Dejamos de percibir la exacta definición de lo nombrado al desencorsetarse la
relación de las palabras a través de asociaciones inesperadas, deslumbrantes: “Muchachos
atrevidos que beben luciérnagas en copas de menta, es el hielo de cuando pasan
descalzos”. Ese asombro pudiera generar rechazo en el lector partidario de
la empatía significativa, pero ofrece un perverso placer a quien se
adentra en este libro, o en otros libros o creaciones artísticas no
ceñidos a interpretaciones unívocas, con la intención de que la empatía se
establezca en lo emocional, en lo sensitivo. Alguna vez dijo Luis Miguel Rabanal
acerca de cómo han de leerse sus textos que “el buen lector, que lea, que es
lo suyo. Y que se deje llevar y a ver qué pasa”. Esa debe ser la actitud.
No
quisiera que esta alusión mía al deslumbramiento en Matar el tiempo diese
lugar a malentendidos. Aquí —y es algo que se olvida a menudo por quien reseña
textos poéticos o redacta catálogos de exposiciones de arte— no se trata de
redactar un texto literario que de algún modo se ponga en un plano paralelo al
de la obra a que alude. Me gustaría ser preciso, no ocurrente. La lectura crítica
analiza, comprende en la medida de lo posible, intenta explicar cómo se abordó
el acercamiento a lo aludido y, en última instancia, valora la experiencia
creativa experimentada. Por eso, cuando hablo de deslumbramiento me refiero a
la capacidad del texto para poner luz sobre realidades paralelas o inesperadas,
pero no aludo al carácter luminoso de un texto que es sobre todo sombrío por el
amargo tratamiento con que relata la condición mortal y las limitaciones
humanas, abordadas desde una región de renuncias al “saberse (el
poeta) desahuciado como cualquier huido en el interminable fondo del
bosque”. Como cualquier de nosotros, por tanto, en la escala
correspondiente de edad o enfermedad que transitemos.
Sirva
el poema LXXII como ejemplo de esta posibilidad de identificación con lo leído
(independientemente de las circunstancias que distancien a poeta y lector).

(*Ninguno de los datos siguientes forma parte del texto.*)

//! Provisioning lifecycle: the fixed set-up/clean-up sequence shared by every backend
//!
//! [`LifecycleController`] owns the order of operations and the resource list;
//! a [`StateBackend`] supplies the service-specific hooks. Hook errors are
//! logged with the task name and the failing stage, then converted into a
//! `bool` (set-up) or a [`CleanupReport`] (clean-up). Nothing raised by a
//! hook escapes the controller.

use crate::errors::Result;
use crate::task::Task;
use crate::tracker::{ResourceKind, ResourceTracker, TrackedResource};
use serde::Serialize;
use std::fmt;
use tracing::{error, info, instrument, warn};

/// Connection parameters handed to the agent/tool layer
pub type AgentConfig = serde_json::Map<String, serde_json::Value>;

/// Result of a successful `create_initial_state`
///
/// The controller hands this straight to `store_state_info`; the task is the
/// durable record, so no copy is kept.
#[derive(Debug, Clone, PartialEq)]
pub struct InitialStateInfo {
    /// Directory path, database name or container name
    pub state_id: String,
    /// Path, connection URL or entry URL
    pub state_url: Option<String>,
    pub metadata: serde_json::Map<String, serde_json::Value>,
}

/// Service-specific provisioning hooks
#[allow(async_fn_in_trait)]
pub trait StateBackend {
    /// Short service name used in logs ("filesystem", "postgres", ...)
    fn service_name(&self) -> &str;

    /// Create the isolated environment for `task`.
    ///
    /// Every resource created here must be recorded in `tracker` before
    /// returning `Ok`. On error, anything partially created must already be
    /// torn down.
    async fn create_initial_state(
        &mut self,
        task: &Task,
        tracker: &mut ResourceTracker,
    ) -> Result<InitialStateInfo>;

    /// Copy the resolved state onto the task's environment fields
    fn store_state_info(&mut self, task: &mut Task, info: InitialStateInfo);

    /// Tear down the state recorded on `task`
    async fn cleanup_initial_state(&mut self, task: &Task) -> Result<()>;

    /// Tear down one tracked resource
    async fn cleanup_resource(&mut self, resource: &TrackedResource) -> Result<()>;

    /// Parameters the agent needs to reach the environment. Pure read.
    fn agent_config(&self) -> AgentConfig;
}

/// What a cleanup step was aimed at
#[derive(Debug, Clone, PartialEq, Eq, Serialize)]
#[serde(tag = "target", rename_all = "snake_case")]
pub enum CleanupTarget {
    /// State recorded on the task itself
    TaskState { task: String },
    /// An entry from the resource tracker
    Resource { kind: ResourceKind, id: String },
}

impl fmt::Display for CleanupTarget {
    fn fmt(&self, f: &mut fmt::Formatter<'_>) -> fmt::Result {
        match self {
            Self::TaskState { task } => write!(f, "initial state of {}", task),
            Self::Resource { kind, id } => write!(f, "{} {}", kind, id),
        }
    }
}

/// Outcome of one cleanup step
#[derive(Debug, Clone, PartialEq, Eq, Serialize)]
pub struct CleanupOutcome {
    #[serde(flatten)]
    pub target: CleanupTarget,
    /// `None` on success
    pub error: Option<String>,
}

impl CleanupOutcome {
    pub fn succeeded(&self) -> bool {
        self.error.is_none()
    }
}

/// Aggregated result of a cleanup pass; every step is attempted
#[derive(Debug, Clone, Default, PartialEq, Eq, Serialize)]
pub struct CleanupReport {
    pub outcomes: Vec<CleanupOutcome>,
}

impl CleanupReport {
    /// True when no step failed (an empty pass is a success)
    pub fn success(&self) -> bool {
        self.outcomes.iter().all(CleanupOutcome::succeeded)
    }

    pub fn failures(&self) -> impl Iterator<Item = &CleanupOutcome> {
        self.outcomes.iter().filter(|o| !o.succeeded())
    }

    fn record(&mut self, target: CleanupTarget, result: Result<()>) {
        let error = match result {
            Ok(()) => None,
            Err(e) => {
                error!("Cleanup of {} failed: {}", target, e);
                Some(e.to_string())
            }
        };
        self.outcomes.push(CleanupOutcome { target, error });
    }
}

/// Drives a [`StateBackend`] through set-up and clean-up
///
/// One controller serves one task at a time; concurrent harnesses should
/// create one controller per task.
#[derive(Debug)]
pub struct LifecycleController<B> {
    backend: B,
    tracker: ResourceTracker,
}

impl<B: StateBackend> LifecycleController<B> {
    pub fn new(backend: B) -> Self {
        Self {
            backend,
            tracker: ResourceTracker::new(),
        }
    }

    pub fn backend(&self) -> &B {
        &self.backend
    }

    pub fn backend_mut(&mut self) -> &mut B {
        &mut self.backend
    }

    pub fn tracker(&self) -> &ResourceTracker {
        &self.tracker
    }

    /// Record a resource created outside the backend hooks
    pub fn track_resource(
        &mut self,
        kind: ResourceKind,
        id: impl Into<String>,
        metadata: serde_json::Map<String, serde_json::Value>,
    ) {
        self.tracker.track(kind, id, metadata);
    }

    /// Provision the environment for `task`.
    ///
    /// On failure the task is left untouched and `false` is returned.
    #[instrument(skip(self, task), fields(service = %self.backend.service_name(), task = %task.name()))]
    pub async fn set_up(&mut self, task: &mut Task) -> bool {
        info!(
            "Setting up initial state for {} task: {}",
            self.backend.service_name(),
            task.name()
        );

        let info = match self
            .backend
            .create_initial_state(task, &mut self.tracker)
            .await
        {
            Ok(info) => info,
            Err(e) => {
                error!(
                    "Failed to create initial state for {} (stage: create_initial_state): {}",
                    task.name(),
                    e
                );
                return false;
            }
        };

        self.backend.store_state_info(task, info);
        info!("Initial state setup completed for {}", task.name());
        true
    }

    /// Tear down the task's state (if given) and then every tracked resource.
    ///
    /// Failures are collected, never short-circuited. The tracker is emptied
    /// unconditionally: each resource gets exactly one cleanup attempt.
    #[instrument(skip(self, task), fields(service = %self.backend.service_name()))]
    pub async fn clean_up(&mut self, task: Option<&Task>) -> CleanupReport {
        let mut report = CleanupReport::default();

        if let Some(task) = task {
            info!(
                "Cleaning up initial state for {} task: {}",
                self.backend.service_name(),
                task.name()
            );
            let result = self.backend.cleanup_initial_state(task).await;
            report.record(CleanupTarget::TaskState { task: task.name() }, result);
        }

        for resource in self.tracker.drain() {
            let result = self.backend.cleanup_resource(&resource).await;
            report.record(
                CleanupTarget::Resource {
                    kind: resource.kind,
                    id: resource.id.clone(),
                },
                result,
            );
        }

        if report.success() {
            info!("Cleanup completed for {}", self.backend.service_name());
        } else {
            warn!(
                "Cleanup completed with {} failure(s) for {}",
                report.failures().count(),
                self.backend.service_name()
            );
        }
        report
    }

    /// Connection parameters for the agent layer
    pub fn agent_config(&self) -> AgentConfig {
        self.backend.agent_config()
    }
}

#[cfg(test)]
mod tests {
    use super::*;
    use crate::errors::{BenchEnvError, FilesystemError};
    use std::collections::HashSet;

    #[derive(Default)]
    struct FakeBackend {
        fail_create: bool,
        fail_task_cleanup: bool,
        failing_resources: HashSet<String>,
        cleaned: Vec<String>,
        resources_per_setup: usize,
    }

    fn failure(path: &str) -> BenchEnvError {
        FilesystemError::Remove {
            path: path.to_string(),
            message: "permission denied".to_string(),
        }
        .into()
    }

    impl StateBackend for FakeBackend {
        fn service_name(&self) -> &str {
            "fake"
        }

        async fn create_initial_state(
            &mut self,
            task: &Task,
            tracker: &mut ResourceTracker,
        ) -> Result<InitialStateInfo> {
            if self.fail_create {
                return Err(failure("create"));
            }
            for i in 0..self.resources_per_setup {
                tracker.track(
                    ResourceKind::Directory,
                    format!("{}-{}", task.name(), i),
                    serde_json::Map::new(),
                );
            }
            Ok(InitialStateInfo {
                state_id: format!("/work/{}", task.category_id),
                state_url: None,
                metadata: serde_json::Map::new(),
            })
        }

        fn store_state_info(&mut self, task: &mut Task, info: InitialStateInfo) {
            task.environment.test_directory = Some(info.state_id.into());
        }

        async fn cleanup_initial_state(&mut self, task: &Task) -> Result<()> {
            self.cleaned.push(format!("task:{}", task.name()));
            if self.fail_task_cleanup {
                return Err(failure("task"));
            }
            Ok(())
        }

        async fn cleanup_resource(&mut self, resource: &TrackedResource) -> Result<()> {
            self.cleaned.push(resource.id.clone());
            if self.failing_resources.contains(&resource.id) {
                return Err(failure(&resource.id));
            }
            Ok(())
        }

        fn agent_config(&self) -> AgentConfig {
            AgentConfig::new()
        }
    }

    fn task() -> Task {
        Task::new("fake", "papers", "1", "/tasks/papers/1")
    }

    #[tokio::test]
    async fn test_set_up_failure_leaves_task_untouched() {
        let mut controller = LifecycleController::new(FakeBackend {
            fail_create: true,
            ..Default::default()
        });
        let mut task = task();
        assert!(!controller.set_up(&mut task).await);
        assert_eq!(task.environment, Default::default());
        assert!(controller.tracker().is_empty());
    }

    #[tokio::test]
    async fn test_set_up_then_clean_up_empties_tracker() {
        let mut controller = LifecycleController::new(FakeBackend {
            resources_per_setup: 2,
            ..Default::default()
        });
        let mut task = task();
        assert!(controller.set_up(&mut task).await);
        assert_eq!(
            task.environment.test_directory.as_deref(),
            Some(std::path::Path::new("/work/papers"))
        );
        assert_eq!(controller.tracker().len(), 2);

        let report = controller.clean_up(Some(&task)).await;
        assert!(report.success());
        assert_eq!(report.outcomes.len(), 3);
        assert!(controller.tracker().is_empty());
    }

    #[tokio::test]
    async fn test_clean_up_continues_after_failures() {
        let mut failing = HashSet::new();
        failing.insert("papers__1-0".to_string());
        let mut controller = LifecycleController::new(FakeBackend {
            resources_per_setup: 3,
            fail_task_cleanup: true,
            failing_resources: failing,
            ..Default::default()
        });
        let mut task = task();
        assert!(controller.set_up(&mut task).await);

        let report = controller.clean_up(Some(&task)).await;
        assert!(!report.success());
        let failed: Vec<_> = report.failures().map(|o| o.target.clone()).collect();
        assert_eq!(
            failed,
            vec![
                CleanupTarget::TaskState {
                    task: "papers__1".to_string()
                },
                CleanupTarget::Resource {
                    kind: ResourceKind::Directory,
                    id: "papers__1-0".to_string()
                },
            ]
        );
        // Every resource was attempted exactly once and then discarded
        assert_eq!(
            controller.backend().cleaned,
            vec!["task:papers__1", "papers__1-0", "papers__1-1", "papers__1-2"]
        );
        assert!(controller.tracker().is_empty());
    }

    #[tokio::test]
    async fn test_clean_up_twice_is_safe() {
        let mut controller = LifecycleController::new(FakeBackend {
            resources_per_setup: 1,
            ..Default::default()
        });
        let mut task = task();
        assert!(controller.set_up(&mut task).await);
        assert!(controller.clean_up(None).await.success());

        let second = controller.clean_up(None).await;
        assert!(second.success());
        assert!(second.outcomes.is_empty());
    }
}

Parece aludirse en él a un encuentro al atardecer entre un hijo que se supone
ya maduro y un padre que se adivina viejo, quizás enfermo, y por tanto cada vez
más mortal. Contingencia ésta —“la hora de estremecerse”— que
ambos saben y asumen en silencio mientras llega la noche, como al poema de
Quasimodo — “Ed è subito será”—:
“Llega
de súbito la noche y nos sorprende apenas su tibia, su bronca sinrazón con
palabras no dichas”.
Y
uno, lector que se deja llevar, piensa en todo lo que un padre y un hijo nunca
se llegan a decir, en la resignación hacia ese pudor de palabras que luego pesa
tanto.
Con
ese texto íntegro y con otros muchos extractados, se pueden ir trazando a lo
largo de Matar el tiempo nuestras propias afinidades. En eso
consiste el estremecimiento que nos regala la poesía, en descubrir en el
hallazgo del otro, la sensación propia. Pero cabe también —no tengo cuerpo de
talibán estructuralista—, es incluso aconsejable, la contextualización posterior
del texto: a qué debe tanta tristeza, por qué esos sarcasmos, dónde está Olleir
o si Musina maúlla sobre un teclado de ordenador a la orilla del poeta. Será
toda ella Información valiosa que sin duda ayudará a una más exhaustiva comprensión
de lo leído. A una, por así decir, interpretación a lo ancho. Pero para una
interpretación honda, deténgase el lector una y otra vez en la sorpresa de
aquellos pasajes a los que no es capaz de otorgarles mayor comprensión cabal
que la que ofrece la belleza sobrecogida de una verdad íntima, compartida y
expresada con lenguaje propio, y por tanto único.